Assignment: Return the count of lines in the records that include the string "buckets", and nothing besides it.

□ □ □

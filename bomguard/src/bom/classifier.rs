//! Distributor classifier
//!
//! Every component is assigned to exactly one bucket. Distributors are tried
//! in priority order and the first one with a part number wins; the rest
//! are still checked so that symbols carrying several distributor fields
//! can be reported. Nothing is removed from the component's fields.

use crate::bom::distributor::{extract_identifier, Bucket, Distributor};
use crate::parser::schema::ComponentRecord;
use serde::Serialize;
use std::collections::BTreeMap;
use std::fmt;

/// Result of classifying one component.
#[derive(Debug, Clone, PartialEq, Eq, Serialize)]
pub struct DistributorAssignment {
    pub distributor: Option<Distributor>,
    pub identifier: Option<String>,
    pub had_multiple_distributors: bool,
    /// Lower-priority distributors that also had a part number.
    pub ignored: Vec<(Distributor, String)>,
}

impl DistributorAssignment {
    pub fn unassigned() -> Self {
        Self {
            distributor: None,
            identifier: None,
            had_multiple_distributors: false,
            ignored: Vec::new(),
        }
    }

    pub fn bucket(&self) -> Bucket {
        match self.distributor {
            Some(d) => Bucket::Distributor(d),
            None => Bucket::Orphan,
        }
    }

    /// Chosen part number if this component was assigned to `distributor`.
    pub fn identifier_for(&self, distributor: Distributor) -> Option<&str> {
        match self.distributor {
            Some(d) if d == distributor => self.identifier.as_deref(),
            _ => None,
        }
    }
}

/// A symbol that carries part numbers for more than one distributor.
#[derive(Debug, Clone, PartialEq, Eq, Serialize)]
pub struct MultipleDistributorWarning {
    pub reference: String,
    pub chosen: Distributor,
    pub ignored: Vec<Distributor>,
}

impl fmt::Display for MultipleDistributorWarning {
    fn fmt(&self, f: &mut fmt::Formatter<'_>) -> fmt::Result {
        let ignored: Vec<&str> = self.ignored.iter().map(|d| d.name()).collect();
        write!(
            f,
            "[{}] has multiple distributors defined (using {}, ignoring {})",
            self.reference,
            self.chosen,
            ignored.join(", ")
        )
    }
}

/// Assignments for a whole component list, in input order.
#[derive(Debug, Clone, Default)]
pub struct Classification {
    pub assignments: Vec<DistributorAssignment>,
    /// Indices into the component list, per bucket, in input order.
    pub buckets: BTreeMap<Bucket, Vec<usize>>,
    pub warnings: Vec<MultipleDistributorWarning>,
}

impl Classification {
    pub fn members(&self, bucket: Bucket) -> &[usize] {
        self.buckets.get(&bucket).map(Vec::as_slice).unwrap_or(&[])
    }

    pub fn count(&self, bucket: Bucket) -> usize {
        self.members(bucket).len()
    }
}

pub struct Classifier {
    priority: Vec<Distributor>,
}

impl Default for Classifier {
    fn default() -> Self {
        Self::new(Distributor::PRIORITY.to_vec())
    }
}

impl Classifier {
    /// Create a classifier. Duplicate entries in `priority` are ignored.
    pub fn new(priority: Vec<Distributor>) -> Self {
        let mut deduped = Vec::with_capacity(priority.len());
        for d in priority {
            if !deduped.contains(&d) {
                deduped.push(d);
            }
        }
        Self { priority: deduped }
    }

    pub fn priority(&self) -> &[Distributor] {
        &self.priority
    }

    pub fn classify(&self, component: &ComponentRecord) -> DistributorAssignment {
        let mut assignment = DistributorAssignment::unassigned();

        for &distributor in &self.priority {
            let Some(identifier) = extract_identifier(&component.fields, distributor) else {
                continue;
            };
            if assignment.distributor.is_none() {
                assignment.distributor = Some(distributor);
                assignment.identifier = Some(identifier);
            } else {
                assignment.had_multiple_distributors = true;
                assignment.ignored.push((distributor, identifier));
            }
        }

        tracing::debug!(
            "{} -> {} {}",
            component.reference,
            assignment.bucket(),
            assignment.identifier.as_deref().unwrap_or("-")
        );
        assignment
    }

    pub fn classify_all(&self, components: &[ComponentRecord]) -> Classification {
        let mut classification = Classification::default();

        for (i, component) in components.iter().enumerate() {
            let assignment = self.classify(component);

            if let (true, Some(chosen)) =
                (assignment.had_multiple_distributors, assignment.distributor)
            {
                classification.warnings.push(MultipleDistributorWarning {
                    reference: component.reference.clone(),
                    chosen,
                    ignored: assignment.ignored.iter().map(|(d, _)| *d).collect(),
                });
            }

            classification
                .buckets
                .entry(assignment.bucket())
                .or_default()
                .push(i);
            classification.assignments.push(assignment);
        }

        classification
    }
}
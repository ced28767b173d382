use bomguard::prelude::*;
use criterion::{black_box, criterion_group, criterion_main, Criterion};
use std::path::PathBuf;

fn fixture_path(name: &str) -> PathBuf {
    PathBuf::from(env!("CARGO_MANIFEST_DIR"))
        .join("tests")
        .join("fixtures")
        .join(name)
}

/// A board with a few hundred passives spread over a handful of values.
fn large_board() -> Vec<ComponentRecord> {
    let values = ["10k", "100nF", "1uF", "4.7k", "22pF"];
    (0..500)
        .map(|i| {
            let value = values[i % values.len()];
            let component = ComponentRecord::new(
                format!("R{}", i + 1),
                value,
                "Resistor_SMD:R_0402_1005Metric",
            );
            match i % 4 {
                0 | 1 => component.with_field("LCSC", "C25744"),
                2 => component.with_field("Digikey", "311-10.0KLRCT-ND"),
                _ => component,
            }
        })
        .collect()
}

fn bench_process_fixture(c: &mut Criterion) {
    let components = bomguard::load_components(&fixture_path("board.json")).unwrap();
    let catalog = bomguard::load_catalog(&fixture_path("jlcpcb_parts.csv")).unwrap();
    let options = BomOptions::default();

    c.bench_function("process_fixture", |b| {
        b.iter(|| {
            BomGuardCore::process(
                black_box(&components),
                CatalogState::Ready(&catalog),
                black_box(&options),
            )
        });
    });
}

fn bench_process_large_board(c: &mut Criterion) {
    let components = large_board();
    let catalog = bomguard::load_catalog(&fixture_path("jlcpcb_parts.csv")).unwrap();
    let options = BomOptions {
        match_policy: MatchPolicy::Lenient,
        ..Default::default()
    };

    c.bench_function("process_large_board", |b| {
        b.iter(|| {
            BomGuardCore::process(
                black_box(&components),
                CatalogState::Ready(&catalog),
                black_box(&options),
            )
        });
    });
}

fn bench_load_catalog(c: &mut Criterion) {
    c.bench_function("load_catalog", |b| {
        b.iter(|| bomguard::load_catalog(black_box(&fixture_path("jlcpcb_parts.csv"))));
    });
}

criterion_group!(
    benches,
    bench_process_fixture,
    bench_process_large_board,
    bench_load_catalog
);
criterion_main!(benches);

□ □ □

Task result: 3